分片（sectioning）特指对中缀操作符的部分应用，有一个特殊的语法，并且可以选择应用于第一个参数还是第二个。

ghci> let x = 5
ghci> let y = (2^)
ghci> let z = (^2)
ghci> y x
32
ghci> z x
25

满足交换律的函数，例如加，实参的位置并不重要。看看另一个例子：

ghci> let celebrate = (++ " woot!")
ghci> celebrate "naptime"
"naptime woot!"
ghci> celebrate "dogs"
"dogs woot!"

也可以对反引号包裹的前缀函数使用：

ghci> elem 9 [1..10]
True
ghci> 9 `elem` [1..10]
True
ghci> let c = (`elem` [1..10])
ghci> c 9
True
ghci> c 25
False

如果直接应用 elem，那么只能应用于第一个参数：

ghci> let hasTen = elem 10
ghci> hasTen [1..9]
False
ghci> hasTen [5..15]
True

多态性

多态能够避免反复实现同一个功能。

在 Haskell 中，多态分为两种：参数多态（parametric polymorphism）和约束多态（constrained polymorphism）。约束多态也叫特设多态（ad hoc polymorphism）。

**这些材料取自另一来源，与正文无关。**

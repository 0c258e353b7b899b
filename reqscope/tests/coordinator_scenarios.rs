//! End-to-end request scenarios: correlation, isolation, propagation into
//! sub-tasks and error cascades across layers.

#![allow(clippy::similar_names)]

use std::sync::Arc;
use std::time::{Duration, Instant};

use reqscope::config::FinalizeGraceMs;
use reqscope::context::{self, RequestFields};
use reqscope::sink::MemorySink;
use reqscope::types::SessionId;
use reqscope::{
    Coordinator, Direction, Layer, LogLevel, ObservabilityConfig, RecordKind, UnifiedLogger,
};
use serde_json::{json, Value};
use tokio::sync::{oneshot, Barrier};

#[derive(Debug, thiserror::Error)]
#[error("inventory lookup failed for sku {0}")]
struct LookupFailed(u32);

fn coordinator() -> (Coordinator, Arc<MemorySink>) {
    let memory = Arc::new(MemorySink::new());
    let coordinator = Coordinator::builder()
        .config(ObservabilityConfig::default().with_log_level(LogLevel::Debug))
        .sink(memory.clone())
        .build()
        .unwrap();
    (coordinator, memory)
}

#[tokio::test]
async fn slow_domain_step_is_the_only_violation() {
    let (coordinator, memory) = coordinator();
    let api = coordinator.logger("http", Layer::Api);
    let domain = coordinator.logger("pricing", Layer::Domain);

    let fields = RequestFields::new().with_session_id(SessionId::try_new("session-42").unwrap());
    let (total, summary) = coordinator
        .run_request(fields, |ctx| async move {
            api.log_boundary("quote", Direction::Inbound, json!({"method": "POST"}));
            let prices = domain
                .operation("fetch", |_| async {
                    tokio::time::sleep(Duration::from_millis(50)).await;
                    Ok::<_, LookupFailed>(vec![3_u32, 4, 5])
                })
                .await
                .unwrap();
            let total = domain
                .operation("compute", |scope| async move {
                    tokio::time::sleep(Duration::from_millis(400)).await;
                    scope.record("items", prices.len());
                    Ok::<_, LookupFailed>(prices.iter().sum::<u32>())
                })
                .await
                .unwrap();
            api.log_boundary("quote", Direction::Outbound, json!({"status": 200}));

            assert_eq!(ctx.performance().violation_count(), 1);
            total
        })
        .await;

    assert_eq!(total, 12);
    assert_eq!(summary.session_id.as_deref(), Some("session-42"));
    assert_eq!(summary.performance_violations, 1);
    assert!(summary.operations_logged >= 4);
    assert_eq!(summary.errors_encountered, 0);
    assert!(summary.duration_seconds >= 0.45);

    let correlation = summary.correlation_id.unwrap();
    let records = memory.records_for(correlation);
    assert!(records.len() >= 5);
    assert!(records.iter().all(|r| r.session_id.as_deref() == Some("session-42")));

    let compute = memory.records_with_key("domain.operation.compute");
    assert_eq!(compute[0].performance_violation, Some(true));
    let fetch = memory.records_with_key("domain.operation.fetch");
    assert_eq!(fetch[0].performance_violation, Some(false));
}

#[tokio::test(flavor = "multi_thread", worker_threads = 4)]
async fn concurrent_requests_never_share_context() {
    let (coordinator, memory) = coordinator();
    let barrier = Arc::new(Barrier::new(8));

    let handles: Vec<_> = (0..8)
        .map(|i| {
            let coordinator = coordinator.clone();
            let barrier = Arc::clone(&barrier);
            tokio::spawn(async move {
                let logger = coordinator.logger("worker", Layer::Service);
                coordinator
                    .run_request(RequestFields::new().with_attribute("worker", i), |ctx| async move {
                        barrier.wait().await;
                        logger.log_boundary("process", Direction::Inbound, Value::Null);
                        tokio::task::yield_now().await;
                        let seen = context::current().unwrap();
                        assert!(seen.ptr_eq(&ctx));
                        assert_eq!(seen.attribute("worker"), Some(json!(i)));
                        ctx.correlation_id()
                    })
                    .await
            })
        })
        .collect();

    let mut ids = Vec::new();
    for handle in handles {
        let (id, summary) = handle.await.unwrap();
        assert_eq!(summary.correlation_id, Some(id));
        assert_eq!(summary.operations_logged, 1);
        ids.push(id);
    }
    ids.sort_by_key(ToString::to_string);
    ids.dedup();
    assert_eq!(ids.len(), 8);

    for id in ids {
        let boundaries: Vec<_> = memory
            .records_for(id)
            .into_iter()
            .filter(|r| r.kind == RecordKind::Boundary)
            .collect();
        assert_eq!(boundaries.len(), 1);
    }
}

#[tokio::test]
async fn spawned_sub_operations_share_correlation_and_dedup() {
    let (coordinator, memory) = coordinator();
    let service = coordinator.logger("fanout", Layer::Service);

    let (parent, summary) = coordinator
        .run_request(RequestFields::new(), |ctx| async move {
            let subtasks = ["left", "right"].map(|branch| {
                let service = service.clone();
                context::spawn(async move {
                    service.log_boundary("fanout", Direction::Inbound, Value::Null);
                    service
                        .operation(branch, |_| async {
                            tokio::time::sleep(Duration::from_millis(5)).await;
                            Ok::<_, LookupFailed>(context::current().map(|c| c.correlation_id()))
                        })
                        .await
                        .unwrap()
                })
            });
            for handle in subtasks {
                assert_eq!(handle.await.unwrap(), Some(ctx.correlation_id()));
            }
            ctx.correlation_id()
        })
        .await;

    assert_eq!(summary.correlation_id, Some(parent));
    assert_eq!(summary.operations_logged, 3);
    assert_eq!(
        memory
            .records_with_key("service.boundary.fanout.inbound")
            .len(),
        1
    );
    for branch in ["left", "right"] {
        let completion = memory.records_with_key(&format!("service.operation.{branch}"));
        assert_eq!(completion.len(), 1);
        assert_eq!(completion[0].correlation_id, Some(parent));
    }
    assert!(memory
        .records_for(parent)
        .iter()
        .all(|r| !r.orphaned));
}

#[tokio::test(flavor = "current_thread")]
async fn unscoped_tasks_never_see_each_others_context() {
    let (coordinator, _memory) = coordinator();
    let (started, announced) = oneshot::channel();

    let request = {
        let coordinator = coordinator.clone();
        tokio::spawn(async move {
            let ctx = coordinator.start_request(RequestFields::new());
            started.send(ctx.correlation_id()).unwrap();
            tokio::time::sleep(Duration::from_millis(20)).await;
            coordinator.finish(&ctx).await
        })
    };
    let bystander = tokio::spawn(async move {
        let id = announced.await.unwrap();
        (id, context::current().map(|c| c.correlation_id()))
    });

    let (id, seen) = bystander.await.unwrap();
    assert_eq!(seen, None);
    let summary = request.await.unwrap();
    assert_eq!(summary.correlation_id, Some(id));
    assert!(context::current().is_none());
}

#[tokio::test]
async fn late_child_work_keeps_its_correlation_during_the_grace_window() {
    let (coordinator, memory) = coordinator();
    let worker = coordinator.logger("worker", Layer::Service);

    let (parent, summary) = coordinator
        .run_request(RequestFields::new(), |ctx| async move {
            context::spawn(async move {
                let guard = worker.start_operation("child");
                tokio::time::sleep(Duration::from_millis(30)).await;
                worker.log_boundary("child_step", Direction::Inbound, Value::Null);
                guard.succeed();
            });
            tokio::task::yield_now().await;
            ctx.correlation_id()
        })
        .await;

    assert_eq!(summary.in_flight_at_close, 0);
    assert_eq!(summary.operations_logged, 2);
    let step = memory.records_with_key("service.boundary.child_step.inbound");
    assert_eq!(step.len(), 1);
    assert_eq!(step[0].correlation_id, Some(parent));
    assert!(!step[0].orphaned);
}

#[tokio::test]
async fn timed_out_request_lets_children_finish() {
    let (coordinator, memory) = coordinator();
    let worker = coordinator.logger("reconciler", Layer::Domain);

    let started = Instant::now();
    let (timed_out, summary) = coordinator
        .run_request(RequestFields::new(), |_| async move {
            tokio::time::timeout(Duration::from_millis(10), async move {
                context::spawn(async move {
                    worker
                        .operation("reconcile", |_| async {
                            tokio::time::sleep(Duration::from_millis(60)).await;
                            Ok::<_, LookupFailed>(())
                        })
                        .await
                })
                .await
            })
            .await
            .is_err()
        })
        .await;

    assert!(timed_out);
    assert!(started.elapsed() < Duration::from_secs(2));
    assert_eq!(summary.in_flight_at_close, 0);
    assert_eq!(summary.operations_logged, 1);

    let completion = memory.records_with_key("domain.operation.reconcile");
    assert_eq!(completion.len(), 1);
    assert_eq!(completion[0].field("status"), Some(&json!("success")));
    assert!(!completion[0].orphaned);
}

#[tokio::test]
async fn cancelled_request_ends_after_the_grace_period() {
    let memory = Arc::new(MemorySink::new());
    let coordinator = Coordinator::builder()
        .config(
            ObservabilityConfig::default()
                .with_finalize_grace(FinalizeGraceMs::try_new(30).unwrap()),
        )
        .sink(memory.clone())
        .build()
        .unwrap();
    let worker = coordinator.logger("exporter", Layer::Service);

    let started = Instant::now();
    let (child, summary) = coordinator
        .run_request(RequestFields::new(), |_| async move {
            let child = context::spawn(async move {
                worker
                    .operation("export", |_| async {
                        tokio::time::sleep(Duration::from_millis(500)).await;
                        Ok::<_, LookupFailed>(())
                    })
                    .await
            });
            let _ = tokio::time::timeout(
                Duration::from_millis(10),
                std::future::pending::<()>(),
            )
            .await;
            child
        })
        .await;

    assert!(started.elapsed() < Duration::from_millis(400));
    assert_eq!(summary.in_flight_at_close, 1);
    assert_eq!(memory.records_of_kind(RecordKind::Summary).len(), 1);

    child.await.unwrap().unwrap();
    let late = memory.records_with_key("service.operation.export");
    assert_eq!(late.len(), 1);
    assert!(late[0].orphaned);
    assert_eq!(late[0].correlation_id, summary.correlation_id);
    assert_eq!(late[0].field("status"), Some(&json!("success")));
}

#[tokio::test]
async fn error_cascade_is_counted_per_layer_but_detailed_once() {
    let (coordinator, memory) = coordinator();
    let api = coordinator.logger("http", Layer::Api);
    let service = coordinator.logger("orders", Layer::Service);
    let domain = coordinator.logger("inventory", Layer::Domain);

    let (result, summary) = coordinator
        .run_request(RequestFields::new(), |_| async {
            api.operation("place_order", |_| async {
                service
                    .operation("reserve", |_| async {
                        domain
                            .operation("lookup", |_| async { Err::<(), _>(LookupFailed(7)) })
                            .await
                    })
                    .await
            })
            .await
        })
        .await;

    let error = result.unwrap_err();
    assert_eq!(error.0, 7);
    assert_eq!(summary.errors_encountered, 3);

    let detailed = memory.records_of_kind(RecordKind::Error);
    assert_eq!(detailed.len(), 1);
    assert_eq!(detailed[0].layer, Layer::Domain);
    assert_eq!(
        detailed[0].error.as_deref(),
        Some("inventory lookup failed for sku 7")
    );
}

#[test]
fn synchronous_servers_use_the_thread_slot() {
    let (coordinator, memory) = coordinator();
    let logger: UnifiedLogger = coordinator.logger("legacy", "handler");

    let ctx = coordinator.start_request(RequestFields::new());
    assert!(!context::in_scope());
    assert!(context::current().unwrap().ptr_eq(&ctx));
    logger.log_boundary("render", Direction::Inbound, Value::Null);
    logger.log_boundary("render", Direction::Inbound, Value::Null);

    let summary = coordinator.end_request_now();
    assert_eq!(summary.operations_logged, 1);
    assert!(context::current().is_none());
    assert_eq!(memory.records_of_kind(RecordKind::Summary).len(), 1);

    let again = coordinator.end_request_now();
    assert!(again.is_empty());
}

参数多态比约束多态更加广泛。参数多态是指完全多态的类型变量或参数，具体类型不受任何限制。另一方面，特设多态允许增加更多操作，但减少了具体类型的数量。

类型签名中，小写的名字是一个类型变量，而且是多态的；如果名字是大写的，那么就是一个特定的、具体的类型。

不妨查看恒等式的类型签名：

id :: a -> a

这个类型意味着：对于所有 \(a\)，都可取得一个 \(a\) 的实参，并返回一个类型为 \(a\) 的值。

该函数可以和任何类型交互：

Prelude> id 1
1
Prelude> id "blah"
"blah"
Prelude> id [(1,2,3), (1,2,3), (2,3,4)]
[(1,2,3),(1,2,3),(2,3,4)]

以上的签名除了返回输入，不可能有更多功能了。因为参数没有附加任何信息或方案。

而特设多态允许更多的功能，比如 negate 的类型签名为：

Num a => a -> a

现在可以使用 Num 实现的方法。

具体的类型可以有更多灵活性。Int 可以使用 Num 和 Integral 类型的方法，因为具有两种类型的特征。

多态常量

Haskell 具有类型限制，但直觉上而言，我们希望 -10 + 6.3 这种运算能够通过编译：

Prelude> (-10) + 6.3
-3.7

为什么成功了？看看它们的类型：

 Prelude> :t (-10) + 6.3
(-10) + 6.3 :: Fractional a => a
 Prelude> :t (-10)
(-10) :: Num a => a

数字字面量如 (-10) 和 6.3 都是多态的，直到被要求一个显式的类型。在这个例子中，Num a => 或 Fractional => 是类型类约束，\(a\) 是类型变量。对于整个表达式的类型，编译器推断为 Fractional。这是为了容纳 6.3 所必须的。同时，(-10) 默认为约束最少的多态 Num，可以是任何类型的数。我们称其为多态常量（polymorphic constant）。(-10) 不是常量，但它实例化的类型可以是任意类型，所以它是多态的。

可以通过手动写类型注解的方式，让编译器知道具体的类型：

Prelude> let x = 5 + 5
Prelude> :t x
x :: Num a => a
Prelude> let x = 5 + 5 :: Int
Prelude> :t x
x :: Int

类型转换

Prelude> 6 / length [1, 2, 3]
No instance for (Fractional Int) arising
  from a use of ‘/’

以上代码当然不会通过编译，因为 length 函数返回 Int。Int 没有 Fractional 的实例。

可以使用以下函数转换类型：

fromIntegral :: (Num b, Integral a) => a -> b

Prelude> 6 / fromIntegral (length [1, 2, 3])
2.0

类型推断

Haskell 不要求为每个表达式都标准类型。因为有类型推断（type inference）。类型推断是一种用于确定表达式类型的算法。Haskell 的类型推断建立在 Damas-Hindley-Milner 类型系统的拓展之上。Haskell 将推断出最普遍，最为广泛的类型。

在编写新代码时，这很有用。但如果代码已经写完，最好显式标注顶层的函数或常量。

可以试试让 GHC 推断类型：

Prelude> myGreet x = "Hello, " ++ x
Prelude> :t myGreet
myGreet :: [Char] -> [Char]

这里编译器推断的很正确，因为 ++ 给了足够的信息。

而如果这样：

Prelude> let myGreet x y = x ++ y
Prelude> :type myGreet
myGreet :: [a] -> [a] -> [a]

编译器便只能给出最广泛版本的泛型。

为声明断言类型

多数时候，我们希望显式声明类型而不是依赖类型推断：

-- type declaration
triple :: Integer -> Integer
-- function declaration
triple x = x * 3

虽然不常用，但也可以在 where 或 let 子句中声明函数的类型：

triple x = tripleItYo x
  where tripleItYo :: Integer -> Integer
    tripleItYo y = y * 3

若我们不声明，GHC 将推断为：

Prelude> tripleItYo y = y * 3
Prelude> :t tripleItYo
tripleItYo :: Num a => a -> a

当然，错误的类型会报错：

Prelude> let x = 5 + 5 :: String
No instance for (Num String) arising from a use of ‘+’
In the expression: 5 + 5 :: String
In an equation for ‘x’: x = 5 + 5 :: String

以上，即为本文的全部内容了。